How are you displaying the filename? Chances are the problem is in the display rather than fetching the string.

I suggest you print out the Unicode value of each character (use charAt() to get each character, then convert it to an int) and compare them to the Unicode code charts.

Jon Skeet
I use charAt(), then Character.getNumericValue(c) to display int value. It display the value -1. As the api said, "If the character does not have a numeric value, then -1 is returned".
thinksloth
By "convert it to an int", Jon means just assign it to int: char x = 'x'; int intValue = x;
McDowell
+1 to McDowell's comment.
Jon Skeet
+2  A: 

The problem with emitting "international" characters to the Windows command prompt from Java are threefold:

  1. The default raster font doesn't support it
  2. The default 8-bit code page dates back to the DOS days and isn't the same as the default Windows encoding on the system
  3. Java (System.out) encodes output in the default operating system encoding, which on Windows is going to be an inherently lossy process

To get Java to emit the characters, either:

  1. Install a MUI and switch to the settings that allow the characters you want (you might still need to use chcp to switch encodings)
  2. Switch the console to a Unicode TrueType font that includes the characters and use native methods (WriteConsoleW) to emit the text.
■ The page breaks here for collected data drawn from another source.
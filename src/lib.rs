#![deny(missing_docs)]

//! A wire codec and exchange engine for the Atrad Radar Control Protocol
//! (ARCP), the request/response protocol radar-network master PCs use to
//! talk to transmitter (STX2) and beam-steering (BSM) modules.
//!
//! The crate is layered bottom-up:
//!
//! - [`codec::cursor`], a big-endian byte cursor over a message body.
//! - [`domain`], the request/response payload types (pulse codes,
//!   sequences, phase tables, trigger parameters, system ID/status
//!   records), independent of their wire encoding.
//! - [`codec`], the message layer: headers, command/response IDs, and the
//!   [`codec::Message`] encode/decode pair.
//! - [`framing`], magic-number resynchronization and length framing over a
//!   blocking byte stream, plus an ASCII sideband for interactive use.
//! - [`handle`], the exchange engine: a [`handle::Handle`] correlates
//!   commands with responses by `exchange_id`, negotiates a protocol
//!   version per connection, and exposes a typed request API.
//!
//! Enable logging via the [`log`] crate's usual facade; this crate emits no
//! output on its own without a logger installed.

extern crate byteorder;

pub mod codec;
pub mod constants;
pub mod domain;
pub mod error;
pub mod framing;
pub mod handle;

pub use error::{ArcpError, Result};
pub use handle::{Handle, SysInfo};
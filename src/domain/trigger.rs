//! Trigger parameters, as carried by `SET_TRIG_PARAM`.

/// Trigger sources.
pub mod trigger_source {
    /// External trigger.
    pub const EXT: u8 = 0x00;
    /// Internal trigger.
    pub const INT: u8 = 0x01;
}

/// External trigger option flags (a bitmask).
pub mod ext_trigger_options {
    /// Normal.
    pub const NORMAL: u8 = 0x00;
    /// Invert the trigger.
    pub const INVERT: u8 = 0x01;
    /// Treat the trigger as a gate.
    pub const IS_GATE: u8 = 0x02;
    /// Mask covering the bits this library understands.
    pub const MASK: u8 = INVERT | IS_GATE;
}

/// Trigger parameters.
#[derive(Clone, Copy, Debug, Default, Eq, PartialEq)]
pub struct TriggerParams {
    /// Trigger source (see [`trigger_source`]).
    pub source: u8,
    /// External trigger options (see [`ext_trigger_options`]).
    pub ext_options: u8,
    /// Internal trigger frequency.
    pub internal_freq: u16,
    /// Pulse predelay.
    pub predelay: u16,
}
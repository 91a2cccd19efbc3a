//! Phase tables, used by beam-steering (BSM) modules.

use crate::constants::MAX_N_PHASES;
use crate::error::{ArcpError, Result};

/// One entry in a [`PhaseTable`]: a channel and its phase, in degrees.
#[derive(Clone, Copy, Debug, PartialEq)]
pub struct PhaseEntry {
    /// Channel number.
    pub channel: u16,
    /// Phase.
    pub phase: f32,
}

/// An ordered list of [`PhaseEntry`] values, capped at
/// [`crate::constants::MAX_N_PHASES`] entries.
#[derive(Clone, Debug, Default, PartialEq)]
pub struct PhaseTable {
    entries: Vec<PhaseEntry>,
}

impl PhaseTable {
    /// An empty phase table.
    pub fn new() -> Self {
        Self::default()
    }

    /// Builds a phase table from a list of entries, rejecting one that
    /// exceeds the domain maximum.
    pub fn from_entries(entries: Vec<PhaseEntry>) -> Result<Self> {
        if entries.len() > usize::from(MAX_N_PHASES) {
            return Err(ArcpError::Local("phase table exceeds 32 entries"));
        }
        Ok(Self { entries })
    }

    /// Number of entries.
    pub fn len(&self) -> usize {
        self.entries.len()
    }

    /// True if the table has no entries.
    pub fn is_empty(&self) -> bool {
        self.entries.is_empty()
    }

    /// The entries, in order.
    pub fn entries(&self) -> &[PhaseEntry] {
        &self.entries
    }
}

#[cfg(test)]
mod tests {
    use super::*;

    #[test]
    fn over_cap_rejected() {
        let entries = vec![PhaseEntry { channel: 0, phase: 0.0 }; 33];
        assert!(PhaseTable::from_entries(entries).is_err());
    }

    #[test]
    fn at_cap_accepted() {
        let entries = vec![PhaseEntry { channel: 0, phase: 0.0 }; 32];
        assert!(PhaseTable::from_entries(entries).is_ok());
    }
}
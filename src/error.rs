//! The closed set of errors this crate can raise.
//!
//! Every fallible public function returns `Result<T, ArcpError>`. Wire-level
//! response codes (ACK/NAK/UNK, `info_code`) are not errors in this sense;
//! they're ordinary protocol data and are returned as plain values.

use std::fmt;
use std::io;

/// An error raised by the codec, framer, or exchange engine.
#[derive(Debug)]
pub enum ArcpError {
    /// Programmer error: wrong message type supplied to an API, a missing
    /// output, or an invalid ID chosen for a "simple" wrapper.
    Internal(&'static str),

    /// Allocation failure or resource exhaustion detectable locally.
    Local(&'static str),

    /// Wire data failed a structural check: bad magic, bad length, stream
    /// under/overflow, or a count exceeding its domain maximum.
    BadMsg(String),

    /// A response declared a newer protocol version than the command that
    /// solicited it.
    BadProtoVer {
        /// Version carried by the outgoing command.
        command: u16,
        /// Version carried by the incoming response.
        response: u16,
    },

    /// The response ID was valid but not permitted for the issuing command.
    BadResponse {
        /// The command that was sent.
        command: i16,
        /// The response ID that came back.
        response: i16,
    },

    /// The response's `exchange_id` did not match the outstanding command.
    Sequence {
        /// Exchange ID of the outstanding command.
        expected: u16,
        /// Exchange ID carried by the response.
        got: u16,
    },

    /// An API expecting a command message was handed a response, or vice
    /// versa.
    NotCmd,
    /// See [`ArcpError::NotCmd`].
    NotResp,

    /// Reserved for callers implementing slave-side dispatch of a command
    /// this library doesn't itself model.
    UnknownCmd(i16),
    /// See [`ArcpError::UnknownCmd`].
    UnknownResp(i16),

    /// A socket read or write reported would-block / timeout.
    ConnTimeout,

    /// A socket read returned zero bytes or reported an unrecoverable
    /// error.
    ConnDropped,
}

impl fmt::Display for ArcpError {
    fn fmt(&self, f: &mut fmt::Formatter<'_>) -> fmt::Result {
        match self {
            ArcpError::Internal(msg) => write!(f, "internal error: {}", msg),
            ArcpError::Local(msg) => write!(f, "local resource error: {}", msg),
            ArcpError::BadMsg(msg) => write!(f, "malformed ARCP message: {}", msg),
            ArcpError::BadProtoVer { command, response } => write!(
                f,
                "response declared protocol version {:#06x}, newer than command's {:#06x}",
                response, command
            ),
            ArcpError::BadResponse { command, response } => write!(
                f,
                "response id {} is not permitted for command id {}",
                response, command
            ),
            ArcpError::Sequence { expected, got } => write!(
                f,
                "response exchange_id {} does not match outstanding command's {}",
                got, expected
            ),
            ArcpError::NotCmd => write!(f, "expected a command message, got a response"),
            ArcpError::NotResp => write!(f, "expected a response message, got a command"),
            ArcpError::UnknownCmd(id) => write!(f, "unknown command id {}", id),
            ArcpError::UnknownResp(id) => write!(f, "unknown response id {}", id),
            ArcpError::ConnTimeout => write!(f, "connection timed out"),
            ArcpError::ConnDropped => write!(f, "connection dropped"),
        }
    }
}

impl std::error::Error for ArcpError {}

impl From<io::Error> for ArcpError {
    /// Would-block/timeout maps to `ConnTimeout`; anything else observed
    /// after a zero-byte read or hard failure maps to `ConnDropped`.
    /// `Interrupted` is handled by the caller's retry loop and should never
    /// reach this conversion.
    fn from(e: io::Error) -> Self {
        match e.kind() {
            io::ErrorKind::WouldBlock | io::ErrorKind::TimedOut => ArcpError::ConnTimeout,
            _ => ArcpError::ConnDropped,
        }
    }
}

/// Convenience alias used throughout the crate.
pub type Result<T> = std::result::Result<T, ArcpError>;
Links that explain it all:


You'll probably have better luck displaying the characters under Swing. You can use an app like this to test the fonts available to Swing to see if they render your characters:

public class FontTest {

  // a Cyrillic and two CJK characters    
  private final String filename = "\u044F\u4E10\u4E20.txt";

  private ComboBoxModel createModel() {
    GraphicsEnvironment genv = GraphicsEnvironment
        .getLocalGraphicsEnvironment();
    Vector<Font> fonts = new Vector<Font>();
    for (Font font : genv.getAllFonts()) {
      Font newFont = new Font(font.getFontName(), font
          .getStyle(), 12);
      fonts.add(newFont);
    }
    DefaultComboBoxModel model = new DefaultComboBoxModel(
        fonts);
    return model;
  }

  private JFrame createGui() {
    final JLabel label = new JLabel();
    label.setText(filename);

    final JComboBox combo = new JComboBox();
    combo.setEditable(false);
    combo.setModel(createModel());
    combo.addActionListener(new ActionListener() {
      @Override
      public void actionPerformed(ActionEvent e) {
        Font font = (Font) combo.getSelectedItem();
        label.setFont(font);
      }
    });

    label.setFont((Font) combo.getItemAt(0));

    JFrame frame = new JFrame();
    Container contentPane = frame.getContentPane();
    contentPane.setLayout(new GridLayout(0, 1));
    contentPane.add(label);
    contentPane.add(combo);
    frame.pack();
    frame.setDefaultCloseOperation(JFrame.EXIT_ON_CLOSE);

    return frame;
  }

  public static void main(String[] args) {
    JFrame frame = new FontTest().createGui();
    frame.setVisible(true);
  }

}

Java 6 under XP displays all the characters perfectly using the default JLabel font (Dialog - which is a logical name mapping to something else, so you won't see it in charmap).